John Calipari on Final Four Loss to Wisconsin: Loyalty to Harrison Twins Kept Them in Game
ByJohn Calipari has spoken openly about his Kentucky basketball team that finished 38-1 last year, often sharing lessons he learned from that experience.
In April, he told The AP he only believed his team was incapable of losing when they reached the Final Four a perfect 38-0. A month later, he penned a blog post on his website in which he stated he "may never platoon again," referring to his substitution method that entailed switching out up to all five players at a time.
He is also trying to take the "one-and-done" blueprint he popularized to the next level, calling his 2016-2017 recruiting class potentially "one of our best ever," ESPN reported in July.
At a clinic for basketball coaches in Los Angeles on Sunday, Calipari went back to last year's Wildcats. According to USA Today, he told reporters during an hour-long address that he mistakenly stuck with Aaron and Andrew Harrison in his backcourt in the team's semifinal loss to Wisconsin.

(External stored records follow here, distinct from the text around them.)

//! Schema types for describing provider and resource structure.
//!
//! Schemas describe the shape of the provider configuration and of every
//! resource and data source, including the declarative constraints enforced
//! during validation. Members are kept in `BTreeMap`s so emitted schemas and
//! diagnostics come out in a stable order.

use serde::{Deserialize, Serialize};
use std::collections::BTreeMap;

/// The type of an attribute value.
#[derive(Debug, Clone, PartialEq, Eq, Serialize, Deserialize)]
#[serde(rename_all = "snake_case")]
pub enum AttributeType {
    /// A string value.
    String,
    /// A 64-bit integer.
    Int64,
    /// A 64-bit floating point number.
    Float64,
    /// A boolean value.
    Bool,
    /// A list of values of a single type.
    List(Box<AttributeType>),
    /// A set of unique values of a single type.
    Set(Box<AttributeType>),
    /// A map from string keys to values of a single type.
    Map(Box<AttributeType>),
    /// An object with a fixed set of attributes.
    Object(BTreeMap<String, AttributeType>),
    /// A dynamic type that can hold any value (use sparingly).
    Dynamic,
}

impl AttributeType {
    /// Create a list type.
    pub fn list(element_type: AttributeType) -> Self {
        Self::List(Box::new(element_type))
    }

    /// Create a set type.
    pub fn set(element_type: AttributeType) -> Self {
        Self::Set(Box::new(element_type))
    }

    /// Create a map type.
    pub fn map(element_type: AttributeType) -> Self {
        Self::Map(Box::new(element_type))
    }

    /// Create an object type.
    pub fn object(attributes: BTreeMap<String, AttributeType>) -> Self {
        Self::Object(attributes)
    }
}

/// Describes how an attribute can be used.
#[derive(Debug, Clone, Copy, PartialEq, Eq, Serialize, Deserialize, Default)]
pub struct AttributeFlags {
    /// The attribute is required in configuration.
    pub required: bool,
    /// The attribute is optional in configuration.
    pub optional: bool,
    /// The attribute is computed by the provider (read-only).
    pub computed: bool,
    /// The attribute is sensitive and should be hidden in logs/UI.
    pub sensitive: bool,
}

impl AttributeFlags {
    /// Create flags for a required attribute.
    pub fn required() -> Self {
        Self {
            required: true,
            ..Default::default()
        }
    }

    /// Create flags for an optional attribute.
    pub fn optional() -> Self {
        Self {
            optional: true,
            ..Default::default()
        }
    }

    /// Create flags for a computed attribute (read-only, set by provider).
    pub fn computed() -> Self {
        Self {
            computed: true,
            ..Default::default()
        }
    }

    /// Create flags for an optional+computed attribute (settable, with a
    /// provider-supplied default).
    pub fn optional_computed() -> Self {
        Self {
            optional: true,
            computed: true,
            ..Default::default()
        }
    }

    /// Mark the attribute as sensitive.
    pub fn sensitive(mut self) -> Self {
        self.sensitive = true;
        self
    }
}

/// A declarative constraint enforced on an attribute value during validation.
///
/// Constraints only apply to present, non-null values; required-ness is the
/// schema's concern. Each violated constraint yields one diagnostic.
#[derive(Debug, Clone, PartialEq, Serialize, Deserialize)]
#[serde(rename_all = "snake_case")]
pub enum Constraint {
    /// Integer value must lie in `min..=max`.
    IntBetween {
        /// Inclusive lower bound.
        min: i64,
        /// Inclusive upper bound.
        max: i64,
    },
    /// String length (in characters) must lie in `min..=max`.
    LengthBetween {
        /// Inclusive lower bound.
        min: usize,
        /// Inclusive upper bound.
        max: usize,
    },
    /// String must be one of a fixed set of values.
    OneOf(Vec<String>),
    /// Every string in the collection must come from a fixed set of values.
    SubsetOf(Vec<String>),
    /// Collection must have at least this many elements.
    SizeAtLeast(usize),
    /// Collection must have at most this many elements.
    SizeAtMost(usize),
}

impl Constraint {
    /// Shorthand for [`Constraint::OneOf`] from string slices.
    pub fn one_of<I, S>(values: I) -> Self
    where
        I: IntoIterator<Item = S>,
        S: Into<String>,
    {
        Self::OneOf(values.into_iter().map(Into::into).collect())
    }

    /// Shorthand for [`Constraint::SubsetOf`] from string slices.
    pub fn subset_of<I, S>(values: I) -> Self
    where
        I: IntoIterator<Item = S>,
        S: Into<String>,
    {
        Self::SubsetOf(values.into_iter().map(Into::into).collect())
    }
}

/// Describes a single attribute in a schema.
#[derive(Debug, Clone, PartialEq, Serialize, Deserialize)]
pub struct Attribute {
    /// The type of the attribute.
    #[serde(rename = "type")]
    pub attr_type: AttributeType,
    /// Flags describing how the attribute can be used.
    #[serde(flatten)]
    pub flags: AttributeFlags,
    /// Human-readable description of the attribute.
    #[serde(skip_serializing_if = "Option::is_none")]
    pub description: Option<String>,
    /// If set, changing this attribute forces resource replacement.
    #[serde(default)]
    pub force_new: bool,
    /// Default value for the attribute (JSON-encoded).
    #[serde(skip_serializing_if = "Option::is_none")]
    pub default: Option<serde_json::Value>,
    /// Declarative constraints checked during validation.
    #[serde(default, skip_serializing_if = "Vec::is_empty")]
    pub constraints: Vec<Constraint>,
}

impl Attribute {
    /// Create a new attribute with the given type and flags.
    pub fn new(attr_type: AttributeType, flags: AttributeFlags) -> Self {
        Self {
            attr_type,
            flags,
            description: None,
            force_new: false,
            default: None,
            constraints: Vec::new(),
        }
    }

    /// Create a required string attribute.
    pub fn required_string() -> Self {
        Self::new(AttributeType::String, AttributeFlags::required())
    }

    /// Create an optional string attribute.
    pub fn optional_string() -> Self {
        Self::new(AttributeType::String, AttributeFlags::optional())
    }

    /// Create a computed string attribute.
    pub fn computed_string() -> Self {
        Self::new(AttributeType::String, AttributeFlags::computed())
    }

    /// Create an optional int64 attribute.
    pub fn optional_int64() -> Self {
        Self::new(AttributeType::Int64, AttributeFlags::optional())
    }

    /// Create an optional bool attribute.
    pub fn optional_bool() -> Self {
        Self::new(AttributeType::Bool, AttributeFlags::optional())
    }

    /// Create a computed bool attribute.
    pub fn computed_bool() -> Self {
        Self::new(AttributeType::Bool, AttributeFlags::computed())
    }

    /// Set the description for this attribute.
    pub fn with_description(mut self, description: impl Into<String>) -> Self {
        self.description = Some(description.into());
        self
    }

    /// Mark this attribute as forcing resource replacement when changed.
    pub fn with_force_new(mut self) -> Self {
        self.force_new = true;
        self
    }

    /// Set a default value for this attribute.
    pub fn with_default(mut self, default: serde_json::Value) -> Self {
        self.default = Some(default);
        self
    }

    /// Attach a declarative constraint to this attribute.
    pub fn with_constraint(mut self, constraint: Constraint) -> Self {
        self.constraints.push(constraint);
        self
    }

    /// Mark this attribute as sensitive.
    pub fn sensitive(mut self) -> Self {
        self.flags.sensitive = true;
        self
    }
}

/// The nesting mode for a block.
#[derive(Debug, Clone, Copy, PartialEq, Eq, Serialize, Deserialize, Default)]
#[serde(rename_all = "snake_case")]
pub enum BlockNestingMode {
    /// A single nested block (at most one).
    #[default]
    Single,
    /// A list of nested blocks (zero or more, ordered).
    List,
    /// A set of nested blocks (zero or more, unordered, unique).
    Set,
    /// A map of nested blocks keyed by string.
    Map,
}

/// A nested block within a schema.
///
/// Blocks are used for complex nested structures that have their own set of
/// attributes (e.g., the `git_repository` block on a project).
#[derive(Debug, Clone, PartialEq, Serialize, Deserialize)]
pub struct Block {
    /// The attributes within this block.
    #[serde(default, skip_serializing_if = "BTreeMap::is_empty")]
    pub attributes: BTreeMap<String, Attribute>,
    /// Nested blocks within this block.
    #[serde(default, skip_serializing_if = "BTreeMap::is_empty")]
    pub blocks: BTreeMap<String, NestedBlock>,
    /// Human-readable description of the block.
    #[serde(skip_serializing_if = "Option::is_none")]
    pub description: Option<String>,
}

impl Block {
    /// Create a new empty block.
    pub fn new() -> Self {
        Self {
            attributes: BTreeMap::new(),
            blocks: BTreeMap::new(),
            description: None,
        }
    }

    /// Add an attribute to this block.
    pub fn with_attribute(mut self, name: impl Into<String>, attr: Attribute) -> Self {
        self.attributes.insert(name.into(), attr);
        self
    }

    /// Add a nested block to this block.
    pub fn with_block(mut self, name: impl Into<String>, block: NestedBlock) -> Self {
        self.blocks.insert(name.into(), block);
        self
    }

    /// Set the description for this block.
    pub fn with_description(mut self, description: impl Into<String>) -> Self {
        self.description = Some(description.into());
        self
    }
}

impl Default for Block {
    fn default() -> Self {
        Self::new()
    }
}

/// A nested block with its nesting mode and constraints.
#[derive(Debug, Clone, PartialEq, Serialize, Deserialize)]
pub struct NestedBlock {
    /// The block definition.
    #[serde(flatten)]
    pub block: Block,
    /// How the block is nested (single, list, set, map).
    #[serde(default)]
    pub nesting_mode: BlockNestingMode,
    /// Minimum number of blocks required.
    #[serde(default)]
    pub min_items: u32,
    /// Maximum number of blocks allowed (0 = unlimited).
    #[serde(default)]
    pub max_items: u32,
}

impl NestedBlock {
    /// Create a single nested block (0 or 1 allowed).
    pub fn single(block: Block) -> Self {
        Self {
            block,
            nesting_mode: BlockNestingMode::Single,
            min_items: 0,
            max_items: 1,
        }
    }

    /// Create a list of nested blocks.
    pub fn list(block: Block) -> Self {
        Self {
            block,
            nesting_mode: BlockNestingMode::List,
            min_items: 0,
            max_items: 0,
        }
    }

    /// Create a set of nested blocks.
    pub fn set(block: Block) -> Self {
        Self {
            block,
            nesting_mode: BlockNestingMode::Set,
            min_items: 0,
            max_items: 0,
        }
    }

    /// Create a map of nested blocks.
    pub fn map(block: Block) -> Self {
        Self {
            block,
            nesting_mode: BlockNestingMode::Map,
            min_items: 0,
            max_items: 0,
        }
    }

    /// Set the minimum number of blocks required.
    pub fn with_min_items(mut self, min: u32) -> Self {
        self.min_items = min;
        self
    }

    /// Set the maximum number of blocks allowed.
    pub fn with_max_items(mut self, max: u32) -> Self {
        self.max_items = max;
        self
    }
}

/// Schema for a resource or data source.
#[derive(Debug, Clone, PartialEq, Serialize, Deserialize)]
pub struct Schema {
    /// The version of this schema (for state upgrades).
    #[serde(default)]
    pub version: u64,
    /// The root block containing all attributes and nested blocks.
    #[serde(flatten)]
    pub block: Block,
}

impl Schema {
    /// Create a new schema with the given version.
    pub fn new(version: u64) -> Self {
        Self {
            version,
            block: Block::new(),
        }
    }

    /// Create a schema at version 0.
    pub fn v0() -> Self {
        Self::new(0)
    }

    /// Add an attribute to the schema.
    pub fn with_attribute(mut self, name: impl Into<String>, attr: Attribute) -> Self {
        self.block.attributes.insert(name.into(), attr);
        self
    }

    /// Add a nested block to the schema.
    pub fn with_block(mut self, name: impl Into<String>, block: NestedBlock) -> Self {
        self.block.blocks.insert(name.into(), block);
        self
    }
}

impl Default for Schema {
    fn default() -> Self {
        Self::v0()
    }
}

/// Schema for the whole provider: its configuration plus every resource and
/// data source it registers.
#[derive(Debug, Clone, PartialEq, Serialize, Deserialize, Default)]
pub struct ProviderSchema {
    /// Schema for provider configuration.
    #[serde(default)]
    pub provider: Schema,
    /// Schemas for each resource type.
    #[serde(default)]
    pub resources: BTreeMap<String, Schema>,
    /// Schemas for each data source type.
    #[serde(default)]
    pub data_sources: BTreeMap<String, Schema>,
}

impl ProviderSchema {
    /// Create a new empty provider schema.
    pub fn new() -> Self {
        Self::default()
    }

    /// Set the provider configuration schema.
    pub fn with_provider_config(mut self, schema: Schema) -> Self {
        self.provider = schema;
        self
    }

    /// Add a resource schema.
    pub fn with_resource(mut self, name: impl Into<String>, schema: Schema) -> Self {
        self.resources.insert(name.into(), schema);
        self
    }

    /// Add a data source schema.
    pub fn with_data_source(mut self, name: impl Into<String>, schema: Schema) -> Self {
        self.data_sources.insert(name.into(), schema);
        self
    }
}

/// Diagnostic severity level.
#[derive(Debug, Clone, Copy, PartialEq, Eq, Serialize, Deserialize)]
#[serde(rename_all = "lowercase")]
pub enum DiagnosticSeverity {
    /// An error that prevents the operation from completing.
    Error,
    /// A warning that doesn't prevent the operation but should be addressed.
    Warning,
}

/// A diagnostic message from the provider.
#[derive(Debug, Clone, PartialEq, Eq, Serialize, Deserialize)]
pub struct Diagnostic {
    /// The severity of the diagnostic.
    pub severity: DiagnosticSeverity,
    /// A short summary of the issue.
    pub summary: String,
    /// A detailed description of the issue.
    #[serde(skip_serializing_if = "Option::is_none")]
    pub detail: Option<String>,
    /// The attribute path where the issue occurred.
    #[serde(skip_serializing_if = "Option::is_none")]
    pub attribute: Option<String>,
}

impl Diagnostic {
    /// Create an error diagnostic.
    pub fn error(summary: impl Into<String>) -> Self {
        Self {
            severity: DiagnosticSeverity::Error,
            summary: summary.into(),
            detail: None,
            attribute: None,
        }
    }

    /// Create a warning diagnostic.
    pub fn warning(summary: impl Into<String>) -> Self {
        Self {
            severity: DiagnosticSeverity::Warning,
            summary: summary.into(),
            detail: None,
            attribute: None,
        }
    }

    /// Add detail to this diagnostic.
    pub fn with_detail(mut self, detail: impl Into<String>) -> Self {
        self.detail = Some(detail.into());
        self
    }

    /// Set the attribute path for this diagnostic.
    pub fn with_attribute(mut self, attribute: impl Into<String>) -> Self {
        self.attribute = Some(attribute.into());
        self
    }
}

"Now you may say, 'Why didn't you have Tyler [Ullis] and Devin [Booker] in at the end of the Wisconsin game? You probably would have won,'" Calipari said. "Because I was being loyal to those other two who led us to a championship game a year ago and they deserve to be on that court. That's why I did it. I knew who was playing well and who was struggling. You think I wasn't sitting there watching?
"But I owed it to those two [the Harrison twins] to do it."
The twin guards missed seven of their final eight shots while Wisconsin pulled away en route to a 71-64 win. The loss may still be haunting Calipari, but if it is also fueling his motivation on the recruiting trail, college basketball should look out.